Exercise objective: Please output the full listing, character for character.

Exercise input:
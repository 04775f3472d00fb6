// SPDX-License-Identifier: PolyForm-Noncommercial-1.0.0
// Copyright (c) 2025 Sylvex. All rights reserved.

//! Address-space nodes.

use std::fmt;
use std::sync::Arc;
use std::time::Duration;

use serde::{Deserialize, Serialize};

use super::accessor::ValueAccessor;
use crate::types::{AccessLevel, DataType, NodeClass, NodeId};

/// Hierarchical reference from a parent to a child.
#[derive(Debug, Clone, Copy, PartialEq, Eq, Hash, Serialize, Deserialize)]
pub enum ReferenceType {
    /// The parent is a folder that organizes the child.
    Organizes,
    /// The child is a component of the parent object.
    HasComponent,
}

impl fmt::Display for ReferenceType {
    fn fmt(&self, f: &mut fmt::Formatter<'_>) -> fmt::Result {
        match self {
            Self::Organizes => f.write_str("Organizes"),
            Self::HasComponent => f.write_str("HasComponent"),
        }
    }
}

/// The single parent relation of a non-root node.
#[derive(Debug, Clone, PartialEq, Eq)]
pub struct ParentRef {
    /// Parent node.
    pub node_id: NodeId,
    /// Relation from parent to child.
    pub reference_type: ReferenceType,
}

/// Variable-specific attributes.
#[derive(Debug, Clone)]
pub struct VariableAttributes {
    /// Declared type of the value.
    pub data_type: DataType,
    /// Current access level.
    pub access_level: AccessLevel,
    /// User access level.
    pub user_access_level: AccessLevel,
    /// Advisory minimum sampling interval.
    pub minimum_sampling_interval: Duration,
    /// Value accessor.
    pub accessor: Arc<dyn ValueAccessor>,
}

/// A node in the address space.
#[derive(Debug, Clone)]
pub struct Node {
    pub(crate) node_id: NodeId,
    pub(crate) browse_name: String,
    pub(crate) display_name: String,
    pub(crate) parent: Option<ParentRef>,
    pub(crate) is_folder: bool,
    pub(crate) variable: Option<VariableAttributes>,
}

impl Node {
    /// Returns the node id.
    pub fn node_id(&self) -> &NodeId {
        &self.node_id
    }

    /// Returns the browse name.
    pub fn browse_name(&self) -> &str {
        &self.browse_name
    }

    /// Returns the display name.
    pub fn display_name(&self) -> &str {
        &self.display_name
    }

    /// Returns the node class.
    pub fn node_class(&self) -> NodeClass {
        if self.variable.is_some() {
            NodeClass::Variable
        } else {
            NodeClass::Object
        }
    }

    /// Returns the parent relation, `None` for the root folder.
    pub fn parent(&self) -> Option<&ParentRef> {
        self.parent.as_ref()
    }

    /// Returns `true` for folder objects.
    pub fn is_folder(&self) -> bool {
        self.is_folder
    }

    /// Returns the variable attributes, `None` for objects.
    pub fn variable(&self) -> Option<&VariableAttributes> {
        self.variable.as_ref()
    }
}

/// A child reference returned by browsing.
#[derive(Debug, Clone, PartialEq, Eq, Serialize, Deserialize)]
pub struct ReferenceDescription {
    /// Relation from the browsed node to the target.
    pub reference_type: ReferenceType,
    /// Target node.
    pub node_id: NodeId,
    /// Target browse name.
    pub browse_name: String,
    /// Target node class.
    pub node_class: NodeClass,
}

Task response:
repository 04775f3472d00fb6
// SPDX-License-Identifier: PolyForm-Noncommercial-1.0.0
// Copyright (c) 2025 Sylvex. All rights reserved.

//! Address-space nodes.

use std::fmt;
use std::sync::Arc;
use std::time::Duration;

use serde::{Deserialize, Serialize};

use super::accessor::ValueAccessor;
use crate::types::{AccessLevel, DataType, NodeClass, NodeId};

/// Hierarchical reference from a parent to a child.
#[derive(Debug, Clone, Copy, PartialEq, Eq, Hash, Serialize, Deserialize)]
pub enum ReferenceType {
    /// The parent is a folder that organizes the child.
    Organizes,
    /// The child is a component of the parent object.
    HasComponent,
}

impl fmt::Display for ReferenceType {
    fn fmt(&self, f: &mut fmt::Formatter<'_>) -> fmt::Result {
        match self {
            Self::Organizes => f.write_str("Organizes"),
            Self::HasComponent => f.write_str("HasComponent"),
        }
    }
}

/// The single parent relation of a non-root node.
#[derive(Debug, Clone, PartialEq, Eq)]
pub struct ParentRef {
    /// Parent node.
    pub node_id: NodeId,
    /// Relation from parent to child.
    pub reference_type: ReferenceType,
}

/// Variable-specific attributes.
#[derive(Debug, Clone)]
pub struct VariableAttributes {
    /// Declared type of the value.
    pub data_type: DataType,
    /// Current access level.
    pub access_level: AccessLevel,
    /// User access level.
    pub user_access_level: AccessLevel,
    /// Advisory minimum sampling interval.
    pub minimum_sampling_interval: Duration,
    /// Value accessor.
    pub accessor: Arc<dyn ValueAccessor>,
}

/// A node in the address space.
#[derive(Debug, Clone)]
pub struct Node {
    pub(crate) node_id: NodeId,
    pub(crate) browse_name: String,
    pub(crate) display_name: String,
    pub(crate) parent: Option<ParentRef>,
    pub(crate) is_folder: bool,
    pub(crate) variable: Option<VariableAttributes>,
}

impl Node {
    /// Returns the node id.
    pub fn node_id(&self) -> &NodeId {
        &self.node_id
    }

    /// Returns the browse name.
    pub fn browse_name(&self) -> &str {
        &self.browse_name
    }

    /// Returns the display name.
    pub fn display_name(&self) -> &str {
        &self.display_name
    }

    /// Returns the node class.
    pub fn node_class(&self) -> NodeClass {
        if self.variable.is_some() {
            NodeClass::Variable
        } else {
            NodeClass::Object
        }
    }

    /// Returns the parent relation, `None` for the root folder.
    pub fn parent(&self) -> Option<&ParentRef> {
        self.parent.as_ref()
    }

    /// Returns `true` for folder objects.
    pub fn is_folder(&self) -> bool {
        self.is_folder
    }

    /// Returns the variable attributes, `None` for objects.
    pub fn variable(&self) -> Option<&VariableAttributes> {
        self.variable.as_ref()
    }
}

/// A child reference returned by browsing.
#[derive(Debug, Clone, PartialEq, Eq, Serialize, Deserialize)]
pub struct ReferenceDescription {
    /// Relation from the browsed node to the target.
    pub reference_type: ReferenceType,
    /// Target node.
    pub node_id: NodeId,
    /// Target browse name.
    pub browse_name: String,
    /// Target node class.
    pub node_class: NodeClass,
}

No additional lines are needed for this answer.